Okay, fine. I have a challenge for them.
I recently opened up an opportunity for people to practice "Boghossification" of a treatise on faith written by the Pope last June, in effect creating a parody of that document when it's done. "Boghossification" is a process in which a document talking about faith is transformed (I say clarified) by replacing "faith" with "pretending to know what one does not know," as is appropriate to the meaning. This project can be found here, and the instructions for doing it are here.
Tom Gilson derided me for this project on Twitter for what we must assume are his own reasons, but he's engaged in the process on his own blog before to try to reduce it to absurdity. This is where my challenge comes in.
To Tom Gilson, Phil Vischer, and any other believer that wants to defend faith in a way that follows them, or otherwise, this is my challenge:
Boghossify a few sections of the Lumen Fidei document for me (and for you)--that is, participate in my little project.
I am not inviting you to do this as a challenge to your faith but rather as a challenge to your defense of faith because there is, of course, a condition.

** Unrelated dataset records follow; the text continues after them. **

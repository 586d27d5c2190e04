use std::process::ExitCode;
use std::time::Duration;

use tokio::net::TcpListener;
use tracing::{error, info};
use tracing_subscriber::{EnvFilter, fmt};

use bus_server::catalog::{CatalogFile, RouteCatalog};
use bus_server::config::ServerConfig;
use bus_server::matcher::StopMatcher;
use bus_server::web::{AppState, create_router};

#[tokio::main]
async fn main() -> ExitCode {
    let filter = EnvFilter::try_from_default_env().unwrap_or_else(|_| EnvFilter::new("info"));
    fmt().with_env_filter(filter).init();

    let config = match ServerConfig::from_env() {
        Ok(config) => config,
        Err(e) => {
            error!("Invalid configuration: {e}");
            return ExitCode::FAILURE;
        }
    };

    // Load the route catalog (fail fast if unavailable)
    info!(path = %config.catalog_path.display(), "Loading route catalog");
    let catalog = match RouteCatalog::load(CatalogFile::new(&config.catalog_path)).await {
        Ok(catalog) => catalog,
        Err(e) => {
            error!("Failed to load route catalog: {e}");
            return ExitCode::FAILURE;
        }
    };
    info!("Loaded {} routes", catalog.len().await);

    if let Some(period) = config.reload_interval {
        spawn_reload(catalog.clone(), period);
    }

    let matcher = StopMatcher::new(config.matcher.clone());
    info!(policy = ?matcher.config().policy, "Stop matcher ready");

    let app = create_router(AppState::new(catalog, matcher));

    let listener = match TcpListener::bind(config.bind_addr).await {
        Ok(listener) => listener,
        Err(e) => {
            error!("Failed to bind {}: {e}", config.bind_addr);
            return ExitCode::FAILURE;
        }
    };

    info!("Bus route directory listening on http://{}", config.bind_addr);
    info!("API Endpoints:");
    info!("  GET  /health             - Health check");
    info!("  GET  /api/buses          - List routes");
    info!("  GET  /api/buses/filter   - Filter routes by text");
    info!("  GET  /api/buses/:id      - Fetch one route");
    info!("  GET  /api/search         - Search by destination");
    info!("  GET  /api/stops/recommend - Type-ahead stop names");

    if let Err(e) = axum::serve(listener, app)
        .with_graceful_shutdown(shutdown_signal())
        .await
    {
        error!("Server error: {e}");
        return ExitCode::FAILURE;
    }

    info!("Server shutdown complete");
    ExitCode::SUCCESS
}

/// Reload the catalog from disk every `period`, keeping the old routes on failure.
fn spawn_reload(catalog: RouteCatalog, period: Duration) {
    tokio::spawn(async move {
        let mut interval = tokio::time::interval(period);
        interval.tick().await; // First tick is immediate, skip it
        loop {
            interval.tick().await;
            match catalog.reload().await {
                Ok(count) => info!("Reloaded route catalog: {count} routes"),
                Err(e) => error!("Failed to reload route catalog: {e}"),
            }
        }
    });
}

async fn shutdown_signal() {
    let ctrl_c = async {
        if let Err(e) = tokio::signal::ctrl_c().await {
            error!("Failed to listen for Ctrl+C: {e}");
            std::future::pending::<()>().await;
        }
    };

    #[cfg(unix)]
    let terminate = async {
        use tokio::signal::unix::{SignalKind, signal};

        match signal(SignalKind::terminate()) {
            Ok(mut stream) => {
                stream.recv().await;
            }
            Err(e) => {
                error!("Failed to install SIGTERM handler: {e}");
                std::future::pending::<()>().await;
            }
        }
    };

    #[cfg(not(unix))]
    let terminate = std::future::pending::<()>();

    tokio::select! {
        _ = ctrl_c => info!("Received Ctrl+C, shutting down"),
        _ = terminate => info!("Received SIGTERM, shutting down"),
    }
}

I want you to take a few sections of the Lumen Fidei document and change "faith" to "pretending to know what one does not know" everywhere that you think it is appropriate. If you can clarify faith in a better way in other places it arises, I encourage you to do that according to your own purposes. Using the word "faith" itself, though, is strongly discouraged.

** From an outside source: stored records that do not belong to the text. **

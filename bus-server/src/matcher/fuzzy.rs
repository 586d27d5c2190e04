//! The fuzzy stop-name match predicate.
//!
//! Short queries must appear verbatim (after normalization). Longer queries
//! match on direct containment, or word by word within a small edit
//! distance, so that "Howra" finds "Howrah Station" but "BT" does not find
//! every stop with a "b" and a "t" in it.

use super::config::{MatchPolicy, MatcherConfig};
use super::text::{char_len, edit_distance, normalize, words};

/// Queries shorter than this (in characters) only match by containment.
const MIN_FUZZY_LEN: usize = 3;

/// Strict policy: single-word queries up to this length use a similarity ratio.
const STRICT_SHORT_WORD_LEN: usize = 4;

/// Strict policy: minimum similarity for short single-word queries.
const STRICT_MIN_SIMILARITY: f64 = 0.75;

/// Whether `candidate` fuzzily matches `query` under the default policy.
///
/// Both inputs are normalized first.
///
/// # Examples
///
/// ```
/// use bus_server::matcher::is_fuzzy_match;
///
/// assert!(is_fuzzy_match("bt", "BT College"));
/// assert!(!is_fuzzy_match("xy", "BT College"));
/// assert!(is_fuzzy_match("Howra", "Howrah Station"));
/// assert!(!is_fuzzy_match("xyz abc", "Howrah Station"));
/// ```
pub fn is_fuzzy_match(query: &str, candidate: &str) -> bool {
    matches_normalized(
        &normalize(query),
        &normalize(candidate),
        &MatcherConfig::default(),
    )
}

/// Match predicate over already-normalized text.
pub(crate) fn matches_normalized(query: &str, candidate: &str, config: &MatcherConfig) -> bool {
    if config.policy == MatchPolicy::Strict && !passes_common_word_gate(query, candidate, config)
    {
        return false;
    }

    if char_len(query) < MIN_FUZZY_LEN {
        return candidate.contains(query);
    }

    if candidate.contains(query) {
        return true;
    }

    let query_words = words(query);
    let candidate_words = words(candidate);

    if config.policy == MatchPolicy::Strict
        && query_words.len() == 1
        && char_len(query) <= STRICT_SHORT_WORD_LEN
    {
        return short_word_similar(query, &candidate_words);
    }

    if query_words.len() > 1 && !any_word_contained(&query_words, &candidate_words) {
        return false;
    }

    query_words
        .iter()
        .filter(|w| char_len(w) >= MIN_FUZZY_LEN)
        .all(|w| {
            let max = max_word_distance(w, config.policy);
            candidate_words.iter().any(|c| edit_distance(w, c) <= max)
        })
}

/// Edit distance tolerated between one query word and one candidate word.
fn max_word_distance(word: &str, policy: MatchPolicy) -> usize {
    let len = char_len(word);
    match policy {
        MatchPolicy::Lenient => (len / 3).max(1),
        MatchPolicy::Strict => (len * 3 / 10).min(2),
    }
}

/// At least one query word of 3+ characters appears inside a candidate word.
fn any_word_contained(query_words: &[&str], candidate_words: &[&str]) -> bool {
    query_words
        .iter()
        .filter(|w| char_len(w) >= MIN_FUZZY_LEN)
        .any(|w| candidate_words.iter().any(|c| c.contains(w)))
}

/// A common word alone ("college") only matches stops that qualify it.
///
/// Passes when the candidate is exactly the word, when a candidate word
/// contains it as part of a longer word ("supermarket"), or when it stands
/// as a whole word next to other words ("bt college").
fn passes_common_word_gate(query: &str, candidate: &str, config: &MatcherConfig) -> bool {
    if !config.is_common_word(query) || candidate == query {
        return true;
    }

    let candidate_words = words(candidate);
    let compound = candidate_words
        .iter()
        .any(|w| w.contains(query) && *w != query);
    if compound {
        return true;
    }

    candidate_words.len() > 1 && candidate_words.contains(&query)
}

/// Strict policy check for a single 3-4 character query word.
fn short_word_similar(query: &str, candidate_words: &[&str]) -> bool {
    let query_len = char_len(query);
    let mut best = 0.0_f64;

    for word in candidate_words {
        if word.contains(query) {
            return true;
        }
        let longest = query_len.max(char_len(word));
        let similarity = 1.0 - edit_distance(query, word) as f64 / longest as f64;
        best = best.max(similarity);
    }

    best >= STRICT_MIN_SIMILARITY
}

To make it sporting, please choose a passage in which at least one instance of "pretending to know what one does not know" is the right interpretation of the word "faith" that is given by Pope Francis.

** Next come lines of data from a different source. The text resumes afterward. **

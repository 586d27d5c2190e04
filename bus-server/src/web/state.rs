//! Application state for the web layer.

use std::sync::Arc;

use crate::catalog::RouteCatalog;
use crate::matcher::StopMatcher;

/// Shared application state.
///
/// Contains all the services needed to handle requests.
#[derive(Clone)]
pub struct AppState {
    /// Route catalog
    pub catalog: RouteCatalog,

    /// Stop matcher
    pub matcher: Arc<StopMatcher>,
}

impl AppState {
    /// Create a new app state.
    pub fn new(catalog: RouteCatalog, matcher: StopMatcher) -> Self {
        Self {
            catalog,
            matcher: Arc::new(matcher),
        }
    }
}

I should note that I'm not doing this to trap you or make fun of you or set you up in any way. I have personally already found it very rewarding--enriching my understanding of how religious people use the word "faith"--to engage in this little effort (because sometimes "pretending to know" just doesn't seem to fit without some real effort to glean the clear meaning of the words and sentences in which it appears). Since I got an enrichment in my understanding of the word "faith" out of this effort, I fully expect you will reap that reward many times over, so when I say that this project/challenge is for you, I really mean that.
I look forward to your submissions.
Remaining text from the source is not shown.